[Collected data entries]
______
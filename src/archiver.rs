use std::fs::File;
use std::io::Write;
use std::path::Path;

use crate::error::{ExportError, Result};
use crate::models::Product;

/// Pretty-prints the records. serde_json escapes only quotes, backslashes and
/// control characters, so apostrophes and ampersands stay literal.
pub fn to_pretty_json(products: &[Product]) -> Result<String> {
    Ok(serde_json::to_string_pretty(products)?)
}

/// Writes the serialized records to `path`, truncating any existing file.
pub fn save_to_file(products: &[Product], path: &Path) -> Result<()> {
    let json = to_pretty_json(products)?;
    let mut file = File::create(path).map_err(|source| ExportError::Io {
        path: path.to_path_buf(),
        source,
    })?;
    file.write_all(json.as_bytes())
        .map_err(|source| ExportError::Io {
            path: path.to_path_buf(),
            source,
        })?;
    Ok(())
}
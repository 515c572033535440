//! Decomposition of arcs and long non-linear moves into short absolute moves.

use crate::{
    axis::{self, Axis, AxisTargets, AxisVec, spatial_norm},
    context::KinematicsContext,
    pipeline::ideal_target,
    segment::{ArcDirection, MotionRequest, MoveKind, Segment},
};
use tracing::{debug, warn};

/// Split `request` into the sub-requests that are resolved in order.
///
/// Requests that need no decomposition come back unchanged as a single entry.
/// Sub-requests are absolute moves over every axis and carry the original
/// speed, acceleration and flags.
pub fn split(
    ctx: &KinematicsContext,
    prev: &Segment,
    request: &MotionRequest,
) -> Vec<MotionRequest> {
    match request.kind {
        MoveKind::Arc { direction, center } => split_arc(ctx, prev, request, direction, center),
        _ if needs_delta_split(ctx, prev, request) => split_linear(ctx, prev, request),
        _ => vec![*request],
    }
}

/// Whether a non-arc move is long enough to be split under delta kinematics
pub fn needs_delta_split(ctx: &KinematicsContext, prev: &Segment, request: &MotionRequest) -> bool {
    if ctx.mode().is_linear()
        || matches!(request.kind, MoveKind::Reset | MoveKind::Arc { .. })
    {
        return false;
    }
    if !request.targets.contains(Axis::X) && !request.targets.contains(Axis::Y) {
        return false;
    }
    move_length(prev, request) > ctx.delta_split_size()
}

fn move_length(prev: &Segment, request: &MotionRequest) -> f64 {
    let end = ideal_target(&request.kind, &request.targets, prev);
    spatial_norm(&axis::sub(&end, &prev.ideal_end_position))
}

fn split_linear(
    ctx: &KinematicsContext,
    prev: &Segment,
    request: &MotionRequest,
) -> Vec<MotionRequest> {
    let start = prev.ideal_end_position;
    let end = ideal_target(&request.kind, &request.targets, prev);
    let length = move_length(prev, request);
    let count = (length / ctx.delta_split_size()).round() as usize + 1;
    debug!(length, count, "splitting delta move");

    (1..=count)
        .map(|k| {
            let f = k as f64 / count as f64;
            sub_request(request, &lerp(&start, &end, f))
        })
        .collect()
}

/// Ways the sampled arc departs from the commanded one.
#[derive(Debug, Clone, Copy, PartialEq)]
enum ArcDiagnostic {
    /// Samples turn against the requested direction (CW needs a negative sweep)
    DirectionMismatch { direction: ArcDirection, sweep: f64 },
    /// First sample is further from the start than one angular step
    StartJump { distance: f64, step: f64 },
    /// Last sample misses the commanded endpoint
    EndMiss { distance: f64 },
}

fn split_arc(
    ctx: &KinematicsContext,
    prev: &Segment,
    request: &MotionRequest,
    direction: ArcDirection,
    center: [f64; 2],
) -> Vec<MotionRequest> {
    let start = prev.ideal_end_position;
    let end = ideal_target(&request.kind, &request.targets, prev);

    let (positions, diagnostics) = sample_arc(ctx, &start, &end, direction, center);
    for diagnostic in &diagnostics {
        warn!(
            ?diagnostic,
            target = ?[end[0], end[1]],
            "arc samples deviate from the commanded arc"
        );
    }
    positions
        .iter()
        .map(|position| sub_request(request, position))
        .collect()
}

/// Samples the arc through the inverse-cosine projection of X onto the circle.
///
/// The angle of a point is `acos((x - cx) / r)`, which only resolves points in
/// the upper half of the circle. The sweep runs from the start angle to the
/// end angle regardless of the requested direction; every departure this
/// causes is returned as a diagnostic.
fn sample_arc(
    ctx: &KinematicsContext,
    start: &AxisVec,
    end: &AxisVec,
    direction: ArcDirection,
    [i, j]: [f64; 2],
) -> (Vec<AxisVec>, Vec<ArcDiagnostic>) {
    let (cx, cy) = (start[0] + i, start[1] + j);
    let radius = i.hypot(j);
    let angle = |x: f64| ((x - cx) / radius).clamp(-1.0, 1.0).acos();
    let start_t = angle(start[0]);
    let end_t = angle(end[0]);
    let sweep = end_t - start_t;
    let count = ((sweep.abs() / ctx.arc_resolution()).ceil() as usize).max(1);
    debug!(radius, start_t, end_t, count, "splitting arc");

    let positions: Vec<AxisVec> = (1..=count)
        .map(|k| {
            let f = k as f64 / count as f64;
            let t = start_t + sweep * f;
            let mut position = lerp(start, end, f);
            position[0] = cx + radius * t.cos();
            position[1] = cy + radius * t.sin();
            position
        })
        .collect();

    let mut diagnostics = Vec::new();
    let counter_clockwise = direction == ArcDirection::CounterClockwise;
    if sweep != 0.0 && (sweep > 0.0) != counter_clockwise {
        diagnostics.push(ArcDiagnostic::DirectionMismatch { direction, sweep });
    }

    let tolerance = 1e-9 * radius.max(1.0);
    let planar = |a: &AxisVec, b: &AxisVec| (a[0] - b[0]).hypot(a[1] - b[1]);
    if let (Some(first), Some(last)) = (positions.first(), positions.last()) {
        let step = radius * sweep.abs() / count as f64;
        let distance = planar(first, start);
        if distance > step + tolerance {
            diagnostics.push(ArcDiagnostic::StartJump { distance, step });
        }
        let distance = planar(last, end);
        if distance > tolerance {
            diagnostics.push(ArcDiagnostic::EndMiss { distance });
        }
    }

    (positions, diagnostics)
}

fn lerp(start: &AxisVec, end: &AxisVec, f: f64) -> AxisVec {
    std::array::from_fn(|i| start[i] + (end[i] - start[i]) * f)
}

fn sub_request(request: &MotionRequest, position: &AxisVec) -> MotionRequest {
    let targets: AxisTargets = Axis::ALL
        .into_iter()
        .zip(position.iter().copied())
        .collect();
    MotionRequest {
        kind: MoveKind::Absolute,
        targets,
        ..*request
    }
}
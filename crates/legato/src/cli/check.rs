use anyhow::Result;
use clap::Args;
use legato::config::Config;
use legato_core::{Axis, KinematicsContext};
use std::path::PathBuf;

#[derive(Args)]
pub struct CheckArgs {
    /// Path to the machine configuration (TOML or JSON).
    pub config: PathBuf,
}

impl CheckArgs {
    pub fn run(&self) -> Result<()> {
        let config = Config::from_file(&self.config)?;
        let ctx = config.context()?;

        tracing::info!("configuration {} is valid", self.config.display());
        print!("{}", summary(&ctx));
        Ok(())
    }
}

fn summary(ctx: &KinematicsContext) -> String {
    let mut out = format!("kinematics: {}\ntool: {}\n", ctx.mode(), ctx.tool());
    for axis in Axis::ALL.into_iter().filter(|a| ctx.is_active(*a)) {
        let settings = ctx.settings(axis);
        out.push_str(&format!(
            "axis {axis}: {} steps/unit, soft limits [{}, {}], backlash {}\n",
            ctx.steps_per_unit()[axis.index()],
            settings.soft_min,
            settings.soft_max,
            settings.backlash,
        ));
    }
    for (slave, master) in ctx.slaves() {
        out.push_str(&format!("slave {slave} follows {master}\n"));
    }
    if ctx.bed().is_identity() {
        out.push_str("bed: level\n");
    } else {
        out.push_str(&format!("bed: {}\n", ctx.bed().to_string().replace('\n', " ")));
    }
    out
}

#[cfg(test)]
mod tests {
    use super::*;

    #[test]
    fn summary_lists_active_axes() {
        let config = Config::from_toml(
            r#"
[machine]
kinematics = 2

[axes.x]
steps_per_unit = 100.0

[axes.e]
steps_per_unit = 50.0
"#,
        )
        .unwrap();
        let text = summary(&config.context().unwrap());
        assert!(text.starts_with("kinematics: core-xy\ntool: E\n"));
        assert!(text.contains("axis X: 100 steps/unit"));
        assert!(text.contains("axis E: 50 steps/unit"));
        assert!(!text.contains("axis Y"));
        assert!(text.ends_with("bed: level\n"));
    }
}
______
WHAT TO PRODUCE. The response must consist solely of the lines from the top of the records through the line holding "pub fn to_pretty_json(products: &[Product])", copied word for word.

EXERCISE SOLUTION.
filename src/archiver.rs
use std::fs::File;
use std::io::Write;
use std::path::Path;

use crate::error::{ExportError, Result};
use crate::models::Product;

/// Pretty-prints the records. serde_json escapes only quotes, backslashes and
/// control characters, so apostrophes and ampersands stay literal.
pub fn to_pretty_json(products: &[Product]) -> Result<String> {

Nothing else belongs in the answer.